**EXERCISE BRIEF**.
Transcribe, verbatim, every line from the start of the entries through the line that contains "pub enum WorkflowError"; include both boundary lines and omit all others.

Stored items:
# # # # #

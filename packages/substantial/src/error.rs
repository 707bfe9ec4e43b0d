use std::time::Duration;

pub type WorkflowResult<T> = Result<T, WorkflowError>;

/// Thrown by the context primitives to eject from the workflow scope back into
/// the engine.
///
/// The control-flow variants (`Interrupt`, `Delay`, `Retry`, `RetryFail`,
/// `Cancel`) are not errors in the usual sense; `Run::replay` interprets them
/// exactly once per invocation and they never propagate above it.
#[derive(thiserror::Error, Debug)]
pub enum WorkflowError {
	#[error("interrupted: {0}")]
	Interrupt(String),

	#[error("sleep in progress: {0}")]
	Delay(String),

	#[error("save failed, retrying in {0:?}")]
	Retry(Duration),

	#[error("save failed, retries exhausted: {0}")]
	RetryFail(String),

	#[error("workflow cancelled")]
	Cancel,

	#[error("activity evaluation timed out")]
	ActivityTimeout,

	#[error("compensation failed while handling `{original}`: {compensation}")]
	CompensationFailed {
		original: String,
		compensation: String,
	},

	#[error("invalid retry strategy: {0}")]
	InvalidRetryStrategy(String),

	#[error("duplicate registered workflow: {0}")]
	DuplicateRegisteredWorkflow(String),

	#[error("workflow missing from registry: {0}")]
	WorkflowMissingFromRegistry(String),

	#[error("malformed run id: {0}")]
	MalformedRunId(String),

	#[error("corrupt event log for {run_id}: {reason}")]
	CorruptEventLog { run_id: String, reason: String },

	#[error("events not found: {0}")]
	EventsNotFound(String),

	#[error("schedule not found: {0}")]
	ScheduleNotFound(String),

	#[error("lease not found: {0}")]
	LeaseNotFound(String),

	#[error("lease integrity failure: {0}")]
	LeaseIntegrity(String),

	#[error("invalid backend key: {0}")]
	InvalidKey(String),

	#[error("invalid timestamp: {0}")]
	InvalidTimestamp(String),

	#[error("invalid filter query: {0}")]
	InvalidFilterQuery(String),

	#[error("serialize value: {0}")]
	SerializeValue(serde_json::Error),

	#[error("deserialize value: {0}")]
	DeserializeValue(serde_json::Error),

	#[error("io error: {0}")]
	Io(#[from] std::io::Error),

	#[error("redis error: {0}")]
	Redis(#[from] redis::RedisError),
}

impl WorkflowError {
	/// Whether this is a replay control-flow signal rather than a real error.
	pub(crate) fn is_flow(&self) -> bool {
		matches!(
			self,
			WorkflowError::Interrupt(_)
				| WorkflowError::Delay(_)
				| WorkflowError::Retry(_)
				| WorkflowError::RetryFail(_)
				| WorkflowError::Cancel
		)
	}
}

/// Finds the innermost `WorkflowError` in an `anyhow` chain, if any.
pub(crate) fn as_workflow_error(err: &anyhow::Error) -> Option<&WorkflowError> {
	err.chain().find_map(|e| e.downcast_ref::<WorkflowError>())
}
use std::{
	collections::HashSet,
	io::ErrorKind,
	path::{Path, PathBuf},
	time::{Duration, SystemTime},
};

use async_trait::async_trait;
use chrono::{DateTime, Utc};
use uuid::Uuid;

use crate::{
	backend::Backend,
	error::{WorkflowError, WorkflowResult},
	event::{EventRecord, Records},
	utils::{format_ts, parse_ts},
};

/// Filesystem backend, for testing purposes only.
///
/// `readdir` has no defined order, so schedule entries are loaded and sorted
/// by their ISO-8601 directory names, which are monotonic for absolute UTC.
pub struct FsBackend {
	root: PathBuf,
}

impl FsBackend {
	pub fn new(root: impl Into<PathBuf>) -> WorkflowResult<Self> {
		let root = root.into();

		for dir in ["runs", "schedules", "leases"] {
			std::fs::create_dir_all(root.join(dir))?;
		}

		Ok(FsBackend { root })
	}

	fn events_path(&self, run_id: &str) -> PathBuf {
		self.root.join("runs").join(run_id).join("events")
	}

	fn logs_dir(&self, run_id: &str) -> PathBuf {
		self.root.join("runs").join(run_id).join("logs")
	}

	fn queue_dir(&self, queue: &str) -> PathBuf {
		self.root.join("schedules").join(queue)
	}

	fn schedule_path(&self, queue: &str, run_id: &str, schedule: &DateTime<Utc>) -> PathBuf {
		self.queue_dir(queue).join(format_ts(schedule)).join(run_id)
	}

	fn lease_path(&self, run_id: &str) -> PathBuf {
		self.root.join("leases").join(run_id)
	}

	/// Rename-based compare-and-swap on the lease file: write a witness file
	/// with a fresh nonce, rename it onto the target, then verify the target
	/// carries our nonce. A held and unexpired lease short-circuits when
	/// `check_held` is set.
	async fn lease_cas(
		&self,
		run_id: &str,
		op: &str,
		lease_seconds: u64,
		check_held: bool,
	) -> WorkflowResult<bool> {
		let target = self.lease_path(run_id);

		if check_held && lease_is_held(&target, lease_seconds).await? {
			return Ok(false);
		}

		let nonce = Uuid::new_v4().to_string();
		let witness = self.root.join("leases").join(format!("{run_id}.{op}"));
		tokio::fs::write(&witness, &nonce).await?;

		if let Err(err) = tokio::fs::rename(&witness, &target).await {
			if err.kind() == ErrorKind::NotFound {
				// a competing witness already moved
				return Ok(false);
			}
			return Err(err.into());
		}

		match tokio::fs::read_to_string(&target).await {
			Ok(content) => Ok(content == nonce),
			Err(err) if err.kind() == ErrorKind::NotFound => Ok(false),
			Err(err) => Err(err.into()),
		}
	}

	/// Closes earlier bare-replay entries for `run_id`; a payload-carrying
	/// entry supersedes pending retry requests.
	async fn fuse_bare_schedules(
		&self,
		queue: &str,
		run_id: &str,
		before: &DateTime<Utc>,
	) -> WorkflowResult<()> {
		for name in dir_names(&self.queue_dir(queue)).await? {
			let ts = parse_ts(&name)?;
			if ts >= *before {
				continue;
			}

			let path = self.queue_dir(queue).join(&name).join(run_id);
			match tokio::fs::read_to_string(&path).await {
				Ok(content) if content.is_empty() => {
					tracing::debug!(%run_id, schedule = %name, "fusing bare replay");
					remove_schedule_file(&path).await?;
				}
				Ok(_) => {}
				Err(err) if err.kind() == ErrorKind::NotFound => {}
				Err(err) => return Err(err.into()),
			}
		}

		Ok(())
	}
}

#[async_trait]
impl Backend for FsBackend {
	async fn read_events(&self, run_id: &str) -> WorkflowResult<Option<Records>> {
		let path = self.events_path(run_id);

		let raw = match tokio::fs::read(&path).await {
			Ok(raw) => raw,
			Err(err) if err.kind() == ErrorKind::NotFound => return Ok(None),
			Err(err) => return Err(err.into()),
		};

		let events = serde_json::from_slice::<Vec<EventRecord>>(&raw)
			.map_err(WorkflowError::DeserializeValue)?;

		Ok(Some(Records {
			run_id: run_id.to_string(),
			events,
		}))
	}

	async fn write_events(&self, run_id: &str, records: Records) -> WorkflowResult<()> {
		let path = self.events_path(run_id);
		if let Some(parent) = path.parent() {
			tokio::fs::create_dir_all(parent).await?;
		}

		let raw =
			serde_json::to_vec_pretty(&records.events).map_err(WorkflowError::SerializeValue)?;
		write_atomically(&path, &raw).await?;

		Ok(())
	}

	async fn read_all_metadata(&self, run_id: &str) -> WorkflowResult<Vec<String>> {
		let dir = self.logs_dir(run_id);
		let mut contents = Vec::new();

		for name in dir_names(&dir).await? {
			contents.push(tokio::fs::read_to_string(dir.join(name)).await?);
		}

		Ok(contents)
	}

	async fn append_metadata(
		&self,
		run_id: &str,
		schedule: DateTime<Utc>,
		content: &str,
	) -> WorkflowResult<()> {
		let dir = self.logs_dir(run_id);
		tokio::fs::create_dir_all(&dir).await?;
		write_atomically(&dir.join(format_ts(&schedule)), content.as_bytes()).await?;

		Ok(())
	}

	async fn add_schedule(
		&self,
		queue: &str,
		run_id: &str,
		schedule: DateTime<Utc>,
		content: Option<EventRecord>,
	) -> WorkflowResult<()> {
		if content.is_some() {
			self.fuse_bare_schedules(queue, run_id, &schedule).await?;
		}

		let path = self.schedule_path(queue, run_id, &schedule);
		if let Some(parent) = path.parent() {
			tokio::fs::create_dir_all(parent).await?;
		}

		let raw = match &content {
			Some(record) => serde_json::to_string(record).map_err(WorkflowError::SerializeValue)?,
			None => String::new(),
		};
		write_atomically(&path, raw.as_bytes()).await?;

		Ok(())
	}

	async fn read_schedule(
		&self,
		queue: &str,
		run_id: &str,
		schedule: DateTime<Utc>,
	) -> WorkflowResult<Option<EventRecord>> {
		let path = self.schedule_path(queue, run_id, &schedule);

		let raw = match tokio::fs::read_to_string(&path).await {
			Ok(raw) => raw,
			Err(err) if err.kind() == ErrorKind::NotFound => {
				return Err(WorkflowError::ScheduleNotFound(path.display().to_string()));
			}
			Err(err) => return Err(err.into()),
		};

		if raw.is_empty() {
			return Ok(None);
		}

		Ok(Some(
			serde_json::from_str(&raw).map_err(WorkflowError::DeserializeValue)?,
		))
	}

	async fn close_schedule(
		&self,
		queue: &str,
		run_id: &str,
		schedule: DateTime<Utc>,
	) -> WorkflowResult<()> {
		let path = self.schedule_path(queue, run_id, &schedule);

		if !path.exists() {
			return Err(WorkflowError::ScheduleNotFound(path.display().to_string()));
		}

		remove_schedule_file(&path).await
	}

	async fn next_run(
		&self,
		queue: &str,
		excludes: &[String],
	) -> WorkflowResult<Option<(String, DateTime<Utc>)>> {
		let dir = self.queue_dir(queue);
		let excluded = excludes.iter().collect::<HashSet<_>>();
		let now = Utc::now();

		for name in dir_names(&dir).await? {
			let ts = parse_ts(&name)?;
			if ts > now {
				// sorted ascending, nothing further is due
				break;
			}

			for run_id in dir_names(&dir.join(&name)).await? {
				if !excluded.contains(&run_id) {
					return Ok(Some((run_id, ts)));
				}
			}
		}

		Ok(None)
	}

	async fn active_leases(&self, lease_seconds: u64) -> WorkflowResult<Vec<String>> {
		let dir = self.root.join("leases");
		let mut held = Vec::new();

		for name in dir_names(&dir).await? {
			if lease_is_held(&dir.join(&name), lease_seconds).await? {
				held.push(name);
			}
		}

		Ok(held)
	}

	async fn acquire_lease(&self, run_id: &str, lease_seconds: u64) -> WorkflowResult<bool> {
		self.lease_cas(run_id, "acquire", lease_seconds, true).await
	}

	async fn renew_lease(&self, run_id: &str, lease_seconds: u64) -> WorkflowResult<bool> {
		let target = self.lease_path(run_id);
		if !target.exists() {
			return Err(WorkflowError::LeaseNotFound(target.display().to_string()));
		}

		self.lease_cas(run_id, "renew", lease_seconds, false).await
	}

	async fn remove_lease(&self, run_id: &str, lease_seconds: u64) -> WorkflowResult<()> {
		let target = self.lease_path(run_id);
		if !target.exists() {
			return Err(WorkflowError::LeaseNotFound(target.display().to_string()));
		}

		let still_holding = self.lease_cas(run_id, "remove", lease_seconds, false).await?;
		if still_holding {
			match tokio::fs::remove_file(&target).await {
				Ok(()) => {}
				Err(err) if err.kind() == ErrorKind::NotFound => {}
				Err(err) => return Err(err.into()),
			}
		}

		Ok(())
	}

	async fn read_workflow_links(&self, workflow_name: &str) -> WorkflowResult<Vec<String>> {
		dir_names(&self.root.join("links").join(workflow_name)).await
	}

	async fn write_workflow_link(&self, workflow_name: &str, run_id: &str) -> WorkflowResult<()> {
		let dir = self.root.join("links").join(workflow_name);
		tokio::fs::create_dir_all(&dir).await?;
		tokio::fs::write(dir.join(run_id), "").await?;

		Ok(())
	}
}

async fn lease_is_held(path: &Path, lease_seconds: u64) -> WorkflowResult<bool> {
	match tokio::fs::metadata(path).await {
		Ok(meta) => {
			let modified = meta.modified()?;
			Ok(modified + Duration::from_secs(lease_seconds) > SystemTime::now())
		}
		Err(err) if err.kind() == ErrorKind::NotFound => Ok(false),
		Err(err) => Err(err.into()),
	}
}

/// Removes a schedule payload file and its timestamp directory once empty.
async fn remove_schedule_file(path: &Path) -> WorkflowResult<()> {
	tokio::fs::remove_file(path).await?;

	if let Some(parent) = path.parent() {
		// non-empty directories are left alone
		let _ = tokio::fs::remove_dir(parent).await;
	}

	Ok(())
}

/// Writes through a dot-prefixed sibling and renames it into place, so
/// concurrent readers never observe a torn file.
async fn write_atomically(path: &Path, raw: &[u8]) -> WorkflowResult<()> {
	let Some(parent) = path.parent() else {
		return Err(WorkflowError::Io(std::io::Error::new(
			ErrorKind::InvalidInput,
			format!("no parent directory for {}", path.display()),
		)));
	};

	let staged = parent.join(format!(".{}.tmp", Uuid::new_v4()));
	tokio::fs::write(&staged, raw).await?;
	tokio::fs::rename(&staged, path).await?;

	Ok(())
}

/// Loads and sorts directory entry names; missing directories read as empty
/// and dot-prefixed staging files are skipped.
async fn dir_names(path: &Path) -> WorkflowResult<Vec<String>> {
	let mut dir = match tokio::fs::read_dir(path).await {
		Ok(dir) => dir,
		Err(err) if err.kind() == ErrorKind::NotFound => return Ok(Vec::new()),
		Err(err) => return Err(err.into()),
	};

	let mut names = Vec::new();
	while let Some(entry) = dir.next_entry().await? {
		let name = entry.file_name().to_string_lossy().into_owned();
		if name.starts_with('.') {
			continue;
		}
		names.push(name);
	}
	names.sort();

	Ok(names)
}
use chrono::{TimeZone, Utc};
use serde_json::json;
use substantial::filter::{eval_expr, RunResult, SearchResult};

fn search_results() -> Vec<SearchResult> {
	let raw = vec![
		Some(RunResult::Ok(json!(1))),
		Some(RunResult::Ok(json!(2))),
		Some(RunResult::Ok(json!(3))),
		Some(RunResult::Ok(json!(["one", "two"]))),
		None,
		Some(RunResult::Ok(json!(4))),
		Some(RunResult::Err(json!("fatal: example"))),
		Some(RunResult::Ok(json!(5))),
		Some(RunResult::Err(json!("error: example"))),
		None,
	];

	let mut results = Vec::new();
	let mut start = Utc.with_ymd_and_hms(2024, 1, 1, 0, 0, 0).unwrap();

	for (i, result) in raw.into_iter().enumerate() {
		match result {
			None => results.push(SearchResult {
				run_id: format!("fake_uuid#{i}"),
				result: None,
				started_at: Some(start),
				ended_at: None,
			}),
			Some(result) => {
				let end = start + chrono::Duration::days(1);
				results.push(SearchResult {
					run_id: format!("fake_uuid#{i}"),
					result: Some(result),
					started_at: Some(start),
					ended_at: Some(end),
				});
				if i % 2 == 0 {
					// new day at every second result
					start = end;
				}
			}
		}
	}

	results
}

fn filtered(query: serde_json::Value) -> Vec<Option<RunResult>> {
	search_results()
		.into_iter()
		.filter(|r| eval_expr(r, &query).unwrap())
		.map(|r| r.result)
		.collect()
}

#[test]
fn null_terms_select_unfinished_runs() {
	assert_eq!(filtered(json!({"eq": null})), vec![None, None]);
}

#[test]
fn invalid_queries_are_rejected() {
	let results = search_results();

	let err = eval_expr(&results[0], &json!({"bad_op": {"contains": "..."}})).unwrap_err();
	assert!(err
		.to_string()
		.contains("unknown terminal operator: bad_op, must be eq, gt, gte, lt, lte, in or contains"));

	let err = eval_expr(&results[0], &json!({"and": {"contains": "..."}})).unwrap_err();
	assert!(err.to_string().contains("'and' expects a list"));

	let err = eval_expr(&results[0], &json!({"or": [{"eq": "valid"}, null]})).unwrap_err();
	assert!(err.to_string().contains("'or' operand cannot be null"));

	let err = eval_expr(&results[0], &json!({"not": null})).unwrap_err();
	assert!(err.to_string().contains("'not' expects an object"));
}

#[test]
fn simple_ordering_filter() {
	assert_eq!(
		filtered(json!({"lt": {"ok": 3}})),
		vec![
			Some(RunResult::Ok(json!(1))),
			Some(RunResult::Ok(json!(2))),
		]
	);
}

#[test]
fn nested_filters_preserve_order() {
	let query = json!({
		"or": [
			{
				"and": [
					{"contains": {"err": "fatal"}},
					{"not": {"eq": {"err": "error: example"}}},
					{"not": {"eq": null}},
				]
			},
			{"eq": {"ok": 1}},
			{"gte": 4},
		]
	});

	assert_eq!(
		filtered(query),
		vec![
			Some(RunResult::Ok(json!(1))),
			Some(RunResult::Ok(json!(4))),
			Some(RunResult::Err(json!("fatal: example"))),
			Some(RunResult::Ok(json!(5))),
		]
	);
}

#[test]
fn date_projections_compare_as_strings() {
	let query = json!({
		"or": [
			{"ended_at": {"gte": "2024-01-05 00:00:00"}},
			{"eq": -1},
		]
	});

	assert_eq!(
		filtered(query),
		vec![
			Some(RunResult::Ok(json!(5))),
			Some(RunResult::Err(json!("error: example"))),
		]
	);

	assert_eq!(
		filtered(json!({"started_at": {"contains": "01-01 00:"}})),
		vec![Some(RunResult::Ok(json!(1)))]
	);
}

#[test]
fn contains_and_in_are_mirrored() {
	let query = json!({
		"or": [
			{"contains": {"err": "fatal"}},
			{"in": [1, 4]},
			{"contains": "two"},
		]
	});

	assert_eq!(
		filtered(query),
		vec![
			Some(RunResult::Ok(json!(1))),
			Some(RunResult::Ok(json!(["one", "two"]))),
			Some(RunResult::Ok(json!(4))),
			Some(RunResult::Err(json!("fatal: example"))),
		]
	);
}
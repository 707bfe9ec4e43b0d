use std::{future::Future, time::Duration};

use futures_util::future::BoxFuture;
use serde::Serialize;
use tokio::time::Instant;

use crate::{
	ctx::Context,
	error::{as_workflow_error, WorkflowError},
	event::{Compensation, Event, Save},
	retry::RetryStrategy,
};

/// Floor for the remaining timeout after deducting the time spent invoking
/// the closure.
const MIN_TIMEOUT: Duration = Duration::from_micros(100);

pub(crate) type CompensateFn =
	Box<dyn FnOnce() -> BoxFuture<'static, anyhow::Result<serde_json::Value>> + Send>;

/// Evaluates a single user computation with timeout, retry, and compensation
/// semantics, recording the outcome as `Save` events on the context.
pub(crate) struct Evaluation {
	pub timeout: Option<Duration>,
	pub retry_strategy: Option<RetryStrategy>,
	pub compensate_with: Option<CompensateFn>,
}

impl Evaluation {
	#[tracing::instrument(skip_all, fields(run_id = %ctx.run_id(), save_id = save_id))]
	pub(crate) async fn run<F, Fut, T>(
		self,
		ctx: &Context,
		save_id: u32,
		prior_counter: Option<i32>,
		f: F,
	) -> anyhow::Result<T>
	where
		F: FnOnce() -> Fut,
		Fut: Future<Output = anyhow::Result<T>>,
		T: Serialize,
	{
		let strategy = self.retry_strategy.unwrap_or_default();

		if let Some(compensate) = self.compensate_with {
			ctx.push_compensation(compensate);
		}

		let before = Instant::now();
		let fut = f();

		let res = match self.timeout {
			Some(limit) => {
				let remaining = limit.checked_sub(before.elapsed()).unwrap_or(MIN_TIMEOUT);

				match tokio::time::timeout(remaining, fut).await {
					Ok(res) => res,
					Err(_) => Err(WorkflowError::ActivityTimeout.into()),
				}
			}
			None => fut.await,
		};

		match res {
			Ok(value) => {
				let encoded =
					serde_json::to_string(&value).map_err(WorkflowError::SerializeValue)?;

				ctx.source(Event::Save(Save {
					id: save_id,
					value: encoded,
					counter: -1,
				}));

				tracing::debug!(id = save_id, "computed save");

				Ok(value)
			}
			Err(err) => {
				// Control-flow signals raised by nested primitives pass
				// through untouched; they are not activity failures.
				if as_workflow_error(&err)
					.map(WorkflowError::is_flow)
					.unwrap_or(false)
				{
					return Err(err);
				}

				if strategy.compensate_on_first_fail {
					trigger_compensations(ctx, save_id, &err).await?;
					return Err(WorkflowError::RetryFail(failure_message(&err)).into());
				}

				let attempt = prior_counter.unwrap_or(1);
				let retries_left = strategy.max_retries - attempt;

				if retries_left > 0 {
					ctx.source(Event::Save(Save {
						id: save_id,
						value: "null".to_string(),
						counter: attempt + 1,
					}));

					tracing::debug!(id = save_id, attempt, "save failed, within retry budget");

					Err(WorkflowError::Retry(strategy.linear(retries_left)?).into())
				} else {
					tracing::debug!(id = save_id, attempt, "save failed, retries exhausted");

					trigger_compensations(ctx, save_id, &err).await?;

					Err(WorkflowError::RetryFail(failure_message(&err)).into())
				}
			}
		}
	}
}

/// Runs the recorded compensations LIFO, appending a `Compensation` event for
/// each. A failing compensation skips the remaining ones.
async fn trigger_compensations(
	ctx: &Context,
	save_id: u32,
	original: &anyhow::Error,
) -> anyhow::Result<()> {
	let stack = ctx.take_compensations();

	for compensate in stack.into_iter().rev() {
		match compensate().await {
			Ok(result) => {
				let encoded =
					serde_json::to_string(&result).map_err(WorkflowError::SerializeValue)?;

				ctx.source(Event::Compensation(Compensation {
					save_id,
					error: original.to_string(),
					result: encoded,
				}));
			}
			Err(compensation_error) => {
				return Err(WorkflowError::CompensationFailed {
					original: original.to_string(),
					compensation: compensation_error.to_string(),
				}
				.into());
			}
		}
	}

	Ok(())
}

fn failure_message(err: &anyhow::Error) -> String {
	match as_workflow_error(err) {
		Some(inner @ WorkflowError::ActivityTimeout) => format!("TimeoutError: {inner}"),
		_ => format!("Exception: {}", err.root_cause()),
	}
}
use std::{
	collections::HashMap,
	sync::{Arc, PoisonError, RwLock},
};

use crate::{
	error::{WorkflowError, WorkflowResult},
	workflow::{workflow_name_of_run, Workflow},
};

/// Process-wide workflow registry, written at register time and read at start
/// and on each replay.
#[derive(Default)]
pub struct Registry {
	workflows: RwLock<HashMap<String, Workflow>>,
}

pub type RegistryHandle = Arc<Registry>;

impl Registry {
	pub fn register(&self, workflow: Workflow) -> WorkflowResult<()> {
		let mut workflows = self
			.workflows
			.write()
			.unwrap_or_else(PoisonError::into_inner);

		if workflows.contains_key(workflow.name()) {
			return Err(WorkflowError::DuplicateRegisteredWorkflow(
				workflow.name().to_string(),
			));
		}

		workflows.insert(workflow.name().to_string(), workflow);

		Ok(())
	}

	pub fn get(&self, name: &str) -> WorkflowResult<Workflow> {
		self.workflows
			.read()
			.unwrap_or_else(PoisonError::into_inner)
			.get(name)
			.cloned()
			.ok_or_else(|| WorkflowError::WorkflowMissingFromRegistry(name.to_string()))
	}

	/// Resolves the workflow a run belongs to from the run id prefix.
	pub fn resolve_run(&self, run_id: &str) -> WorkflowResult<Workflow> {
		self.get(workflow_name_of_run(run_id)?)
	}

	pub fn size(&self) -> usize {
		self.workflows
			.read()
			.unwrap_or_else(PoisonError::into_inner)
			.len()
	}
}
use std::sync::Arc;

use async_trait::async_trait;
use chrono::{DateTime, Utc};

use crate::{
	error::WorkflowResult,
	event::{EventRecord, Records},
};

pub mod fs;
pub mod redis;

pub type BackendHandle = Arc<dyn Backend>;

/// Contract the engine requires from any durable store: event log, metadata
/// log, schedule queue, lease registry, and workflow-link index.
///
/// Composite mutations (`add_schedule` fusing, `close_schedule`, lease
/// acquire/renew/remove) must be atomic against concurrent workers.
#[async_trait]
pub trait Backend: Send + Sync {
	// run related

	async fn read_events(&self, run_id: &str) -> WorkflowResult<Option<Records>>;

	async fn write_events(&self, run_id: &str, records: Records) -> WorkflowResult<()>;

	async fn read_all_metadata(&self, run_id: &str) -> WorkflowResult<Vec<String>>;

	async fn append_metadata(
		&self,
		run_id: &str,
		schedule: DateTime<Utc>,
		content: &str,
	) -> WorkflowResult<()>;

	/// Queues a replay for `run_id` at `schedule`. A `None` payload is a bare
	/// replay. Adding a payload-carrying entry first closes any earlier bare
	/// entries for the same run; new input supersedes pending retry requests.
	async fn add_schedule(
		&self,
		queue: &str,
		run_id: &str,
		schedule: DateTime<Utc>,
		content: Option<EventRecord>,
	) -> WorkflowResult<()>;

	async fn read_schedule(
		&self,
		queue: &str,
		run_id: &str,
		schedule: DateTime<Utc>,
	) -> WorkflowResult<Option<EventRecord>>;

	async fn close_schedule(
		&self,
		queue: &str,
		run_id: &str,
		schedule: DateTime<Utc>,
	) -> WorkflowResult<()>;

	// agent related

	/// First due entry (`schedule <= now`) whose run is not excluded, in
	/// schedule-time order with ties broken by run id.
	async fn next_run(
		&self,
		queue: &str,
		excludes: &[String],
	) -> WorkflowResult<Option<(String, DateTime<Utc>)>>;

	async fn active_leases(&self, lease_seconds: u64) -> WorkflowResult<Vec<String>>;

	async fn acquire_lease(&self, run_id: &str, lease_seconds: u64) -> WorkflowResult<bool>;

	async fn renew_lease(&self, run_id: &str, lease_seconds: u64) -> WorkflowResult<bool>;

	async fn remove_lease(&self, run_id: &str, lease_seconds: u64) -> WorkflowResult<()>;

	// search related

	async fn read_workflow_links(&self, workflow_name: &str) -> WorkflowResult<Vec<String>>;

	async fn write_workflow_link(&self, workflow_name: &str, run_id: &str) -> WorkflowResult<()>;
}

# # # # #

**EXERCISE SOLUTION**.
filename packages/substantial/src/error.rs
repository 707bfe9ec4e43b0d
use std::time::Duration;

pub type WorkflowResult<T> = Result<T, WorkflowError>;

/// Thrown by the context primitives to eject from the workflow scope back into
/// the engine.
///
/// The control-flow variants (`Interrupt`, `Delay`, `Retry`, `RetryFail`,
/// `Cancel`) are not errors in the usual sense; `Run::replay` interprets them
/// exactly once per invocation and they never propagate above it.
#[derive(thiserror::Error, Debug)]
pub enum WorkflowError {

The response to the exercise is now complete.